Je ne suis pas heureuse, coincée dans ma trop grande pauvreté. Mais incapable de faire les pas qu’il faudrait pour arriver ailleurs et me sortir du salaire minimum. Peur de déranger. Peur de ne pas être à ma place. Je me nivelle donc vers le bas. Je ne suis pas heureuse dans ma vie de femme qui n’est pas mère. J’ai toujours cru que j’aurais des enfants tôt et je suis toujours convaincue que je ne me serai pas pleinement réalisée tant que je ne serai pas maman. Cependant, je ne fais rien pour rencontrer un futur papa.
J’ai accroché mon cœur aux mots venus d’ailleurs et je laisse mon corps écumer Montréal. Je ne sais plus comment rallier les deux.
Une main se pose sur ma taille; toutes ces images se bousculent dans ma tête.
Je relève le sourire.
Ce soir, je rentre avec mon corps.
Ce texte est vraiment très beau Mathilde. Il me touche maintenant plus que jamais... Merci.
Très beau texte, en effet. Un de tes plus beaux.
Cou donc les filles, vous pétez la coche aujourd'hui!
Je ne veux pas m'approprier rien de ton texte. C'est rien, c'est... mais tu mets des mots sur... ÇA.

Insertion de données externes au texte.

//! Tests for the heuristic opponent's priority rules and tie-breaking.

use rand::SeedableRng;
use rand::rngs::StdRng;
use std::collections::HashSet;
use tictactoe::{
    Board, Game, GameStatus, LowestIndex, MoveOutcome, Player, Position, RandomTieBreaker, Rule,
    TieBreaker, heuristic,
};

/// Records every candidate list it is offered and answers with the last one.
#[derive(Default)]
struct Recording {
    offered: Vec<Vec<Position>>,
}

impl TieBreaker for Recording {
    fn pick(&mut self, candidates: &[Position]) -> Option<Position> {
        self.offered.push(candidates.to_vec());
        candidates.last().copied()
    }
}

fn board(notation: &str) -> Board {
    notation.parse().unwrap()
}

#[test]
fn test_immediate_win_beats_block() {
    // X X _ / O O _ / _ _ _ with X to move.
    let game = Game::replay(&[1, 4, 2, 5]).unwrap();
    assert_eq!(game.current_player(), Player::X);
    assert_eq!(game.heuristic_move(&mut LowestIndex), Some(Position::TopRight));
}

#[test]
fn test_blocks_opponent_line() {
    let b = board("X__OO____");
    assert_eq!(
        heuristic::heuristic_move(&b, Player::X, &mut LowestIndex),
        Some(Position::MiddleRight)
    );
}

#[test]
fn test_win_and_block_ignore_tie_breaker() {
    let mut recorder = Recording::default();
    heuristic::heuristic_move(&board("XX_OO____"), Player::X, &mut recorder);
    heuristic::heuristic_move(&board("X__OO____"), Player::X, &mut recorder);
    heuristic::heuristic_move(&Board::new(), Player::X, &mut recorder);
    assert!(recorder.offered.is_empty());
}

#[test]
fn test_corner_candidates_are_the_empty_corners() {
    // Center and corner 1 taken, no lines in play.
    let b = board("O___X____");
    let mut recorder = Recording::default();
    let choice = heuristic::choose(&b, Player::O, &mut recorder).unwrap();

    assert_eq!(choice.rule, Rule::Corner);
    assert_eq!(choice.position, Position::BottomRight);
    assert_eq!(
        recorder.offered,
        vec![vec![Position::TopRight, Position::BottomLeft, Position::BottomRight]]
    );
}

#[test]
fn test_fallback_offers_all_empty_cells() {
    let b = board("XOX_X_OXO");
    let mut recorder = Recording::default();
    let choice = heuristic::choose(&b, Player::O, &mut recorder).unwrap();

    assert_eq!(choice.rule, Rule::Fallback);
    assert_eq!(recorder.offered, vec![vec![Position::MiddleLeft, Position::MiddleRight]]);
}

#[test]
fn test_no_move_on_finished_game() {
    let game = Game::replay(&[1, 4, 2, 5, 3]).unwrap();
    assert_eq!(game.heuristic_move(&mut LowestIndex), None);
}

#[test]
fn test_heuristic_does_not_mutate_game() {
    let game = Game::replay(&[1, 4, 2, 5]).unwrap();
    let before = game.clone();
    let _ = game.heuristic_move(&mut LowestIndex);
    assert_eq!(game, before);
}

#[test]
fn test_random_corner_choice_covers_all_corners() {
    let b = board("____X____");
    let mut tb = RandomTieBreaker::new(StdRng::seed_from_u64(2024));
    let seen: HashSet<Position> = (0..200)
        .filter_map(|_| heuristic::heuristic_move(&b, Player::O, &mut tb))
        .collect();
    let corners: HashSet<Position> = Position::CORNERS.into_iter().collect();
    assert_eq!(seen, corners);
}

#[test]
fn test_seeded_self_play_always_legal() {
    for seed in 0..50 {
        let mut x_tb = RandomTieBreaker::seeded(seed);
        let mut o_tb = RandomTieBreaker::seeded(seed + 1000);
        let mut game = Game::new();

        while !game.is_over() {
            let pos = match game.current_player() {
                Player::X => game.heuristic_move(&mut x_tb),
                Player::O => game.heuristic_move(&mut o_tb),
            }
            .expect("in-progress game has a move");
            game.place(pos).expect("heuristic move is legal");
        }

        assert!(game.move_count() <= 9);
        assert_ne!(game.status(), GameStatus::InProgress);
    }
}

#[test]
fn test_lowest_index_self_play_is_draw() {
    let mut game = Game::new();
    while let Some(pos) = game.heuristic_move(&mut LowestIndex) {
        game.place(pos).unwrap();
    }
    assert_eq!(game.status(), GameStatus::Draw);
}

#[test]
fn test_one_ply_heuristic_can_be_forked() {
    // O answers 1 with the center, 9 with corner 3, then must block 7,
    // leaving X two threats (4 and 8).
    let mut game = Game::new();
    game.make_move(1).unwrap();
    let o1 = game.heuristic_move(&mut LowestIndex).unwrap();
    assert_eq!(o1, Position::Center);
    game.place(o1).unwrap();

    game.make_move(9).unwrap();
    let o2 = game.heuristic_move(&mut LowestIndex).unwrap();
    assert_eq!(o2, Position::TopRight);
    game.place(o2).unwrap();

    game.make_move(7).unwrap();
    let o3 = game.heuristic_move(&mut LowestIndex).unwrap();
    assert_eq!(o3, Position::MiddleLeft);
    game.place(o3).unwrap();

    assert_eq!(game.make_move(8), Ok(MoveOutcome::Win(Player::X)));
}
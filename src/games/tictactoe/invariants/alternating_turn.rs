//! Alternating turn invariant: players alternate X, O, X, O, ...

use super::super::{Game, Player};
use super::Invariant;

/// Invariant: players alternate turns, X first.
///
/// While the game is in progress the player to move follows from the
/// parity of the history. Once it is over, the player to move is frozen
/// on whoever made the last move.
pub struct AlternatingTurnInvariant;

impl Invariant<Game> for AlternatingTurnInvariant {
    fn holds(game: &Game) -> bool {
        let history = game.history();

        if history.iter().enumerate().any(|(i, mov)| {
            let expected = if i % 2 == 0 { Player::X } else { Player::O };
            mov.player != expected
        }) {
            return false;
        }

        match history.last() {
            Some(last) if game.is_over() => game.current_player() == last.player,
            Some(last) => game.current_player() == last.player.opponent(),
            None => game.current_player() == Player::X,
        }
    }

    fn description() -> &'static str {
        "Players alternate turns (X, O, X, O, ...)"
    }
}
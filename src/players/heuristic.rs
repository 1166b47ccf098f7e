//! Computer player driven by the one-ply heuristic.

use super::Player;
use crate::console::Console;
use crate::games::tictactoe::{Game, Position, TieBreaker, heuristic};
use anyhow::Result;
use tracing::{debug, instrument};

/// Computer player choosing moves with the heuristic opponent.
pub struct HeuristicPlayer<T> {
    name: String,
    tie_breaker: T,
    announce: bool,
}

impl<T: TieBreaker> HeuristicPlayer<T> {
    /// Creates a heuristic player using the given tie-breaker.
    pub fn new(name: impl Into<String>, tie_breaker: T) -> Self {
        Self {
            name: name.into(),
            tie_breaker,
            announce: true,
        }
    }

    /// Suppresses the "thinking" line (used when two computers play).
    pub fn quiet(mut self) -> Self {
        self.announce = false;
        self
    }
}

impl<T: TieBreaker> Player for HeuristicPlayer<T> {
    #[instrument(skip_all, fields(player = %self.name))]
    fn choose_move(&mut self, game: &Game, console: &mut dyn Console) -> Result<Position> {
        if self.announce {
            writeln!(console.out(), "AI is thinking...")?;
        }

        if game.is_over() {
            anyhow::bail!("No moves available");
        }

        let choice = heuristic::choose(game.board(), game.current_player(), &mut self.tie_breaker)
            .ok_or_else(|| anyhow::anyhow!("No moves available"))?;
        debug!(position = choice.position.number(), rule = %choice.rule, "AI chose position");
        Ok(choice.position)
    }

    fn name(&self) -> &str {
        &self.name
    }
}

Touchant... tout simplement.
Ah, c'est très beau Mathilde!
"Ce soir, je rentre avec mon corps." Celle-là, c'est la plus belle et la plus touchante de toutes pour moi...Merci
Il reste peu à dire après tous les autres. Simplement ajouter que j'ai lu, et relu plusieurs fois.
Touchant...
Diffère drôlement de "Question de luxure"...!!
Très bon texte.
Tous ces commentaires pour moi?
Cath : comme tu connais tous les tenants et aboutissants de mes propos, c'est tout un compliment que tu me fait.
Robin : J'étais certaine que tu allais aimer celui-ci.
JP : il y a des papillons qui portent des chemises rouges
Pitounsky : merci, tout un compliment venant de la part de quelqu'un qui sait quel angle d'attaque prendre.
Lumières : très heureuse de te voir ici.
Daniel : me faire dire qu'un de mes textes mérites plusieurs lectures me fait drôlement chaud au coeur.
Souris : En effet, parce que je ne ressents plus aussi fort la question de luxure, justement.
Charles : tes silences sont plus silencieux que les miens.
Bravo Mathilde,
Moi, j'ai a réconcilier ma tête, mon cœur et mon corps, je suis encore à des lunes, bravo encore...
Le sourire que tu as relevé, comme une paire d'ailes qui se redéploient et te permettent de te délester de tes peurs et d'aller montrer tes belles couleurs là où on saura les apprécier.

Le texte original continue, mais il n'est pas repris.